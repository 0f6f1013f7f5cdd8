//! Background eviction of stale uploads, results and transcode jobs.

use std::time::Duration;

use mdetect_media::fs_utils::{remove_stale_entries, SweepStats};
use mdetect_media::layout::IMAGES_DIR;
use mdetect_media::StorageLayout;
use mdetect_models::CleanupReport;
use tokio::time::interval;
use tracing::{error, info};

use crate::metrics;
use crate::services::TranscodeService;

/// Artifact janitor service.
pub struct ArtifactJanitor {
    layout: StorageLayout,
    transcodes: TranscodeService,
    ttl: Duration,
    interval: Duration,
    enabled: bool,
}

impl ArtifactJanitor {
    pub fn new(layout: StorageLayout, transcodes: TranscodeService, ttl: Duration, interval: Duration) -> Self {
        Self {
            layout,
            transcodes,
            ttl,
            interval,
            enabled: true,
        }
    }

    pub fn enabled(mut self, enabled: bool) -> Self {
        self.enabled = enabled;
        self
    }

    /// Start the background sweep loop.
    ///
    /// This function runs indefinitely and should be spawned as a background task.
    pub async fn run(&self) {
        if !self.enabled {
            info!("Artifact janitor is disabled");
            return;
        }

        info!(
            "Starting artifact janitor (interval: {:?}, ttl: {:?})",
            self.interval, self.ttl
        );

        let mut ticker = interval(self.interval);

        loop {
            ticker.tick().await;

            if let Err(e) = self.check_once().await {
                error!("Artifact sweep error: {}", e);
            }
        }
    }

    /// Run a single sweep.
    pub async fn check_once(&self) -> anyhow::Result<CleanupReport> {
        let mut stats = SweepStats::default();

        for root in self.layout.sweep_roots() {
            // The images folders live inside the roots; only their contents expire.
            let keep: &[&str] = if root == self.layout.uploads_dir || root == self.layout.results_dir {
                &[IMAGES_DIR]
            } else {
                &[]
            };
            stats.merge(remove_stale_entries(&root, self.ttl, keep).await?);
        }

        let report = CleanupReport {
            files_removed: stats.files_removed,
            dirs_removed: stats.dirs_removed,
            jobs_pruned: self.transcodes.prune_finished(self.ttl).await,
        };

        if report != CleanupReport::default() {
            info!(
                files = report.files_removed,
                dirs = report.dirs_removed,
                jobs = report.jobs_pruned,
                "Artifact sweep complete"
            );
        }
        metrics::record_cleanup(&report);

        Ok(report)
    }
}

(Task to complete): Nothing but an exact copy of the lines from the start of the entries through the line containing "ticker.tick().await;" belongs in the response.

(Problem solution):
repository 0f6f1013f7f5cdd8
//! Background eviction of stale uploads, results and transcode jobs.

use std::time::Duration;

use mdetect_media::fs_utils::{remove_stale_entries, SweepStats};
use mdetect_media::layout::IMAGES_DIR;
use mdetect_media::StorageLayout;
use mdetect_models::CleanupReport;
use tokio::time::interval;
use tracing::{error, info};

use crate::metrics;
use crate::services::TranscodeService;

/// Artifact janitor service.
pub struct ArtifactJanitor {
    layout: StorageLayout,
    transcodes: TranscodeService,
    ttl: Duration,
    interval: Duration,
    enabled: bool,
}

impl ArtifactJanitor {
    pub fn new(layout: StorageLayout, transcodes: TranscodeService, ttl: Duration, interval: Duration) -> Self {
        Self {
            layout,
            transcodes,
            ttl,
            interval,
            enabled: true,
        }
    }

    pub fn enabled(mut self, enabled: bool) -> Self {
        self.enabled = enabled;
        self
    }

    /// Start the background sweep loop.
    ///
    /// This function runs indefinitely and should be spawned as a background task.
    pub async fn run(&self) {
        if !self.enabled {
            info!("Artifact janitor is disabled");
            return;
        }

        info!(
            "Starting artifact janitor (interval: {:?}, ttl: {:?})",
            self.interval, self.ttl
        );

        let mut ticker = interval(self.interval);

        loop {
            ticker.tick().await;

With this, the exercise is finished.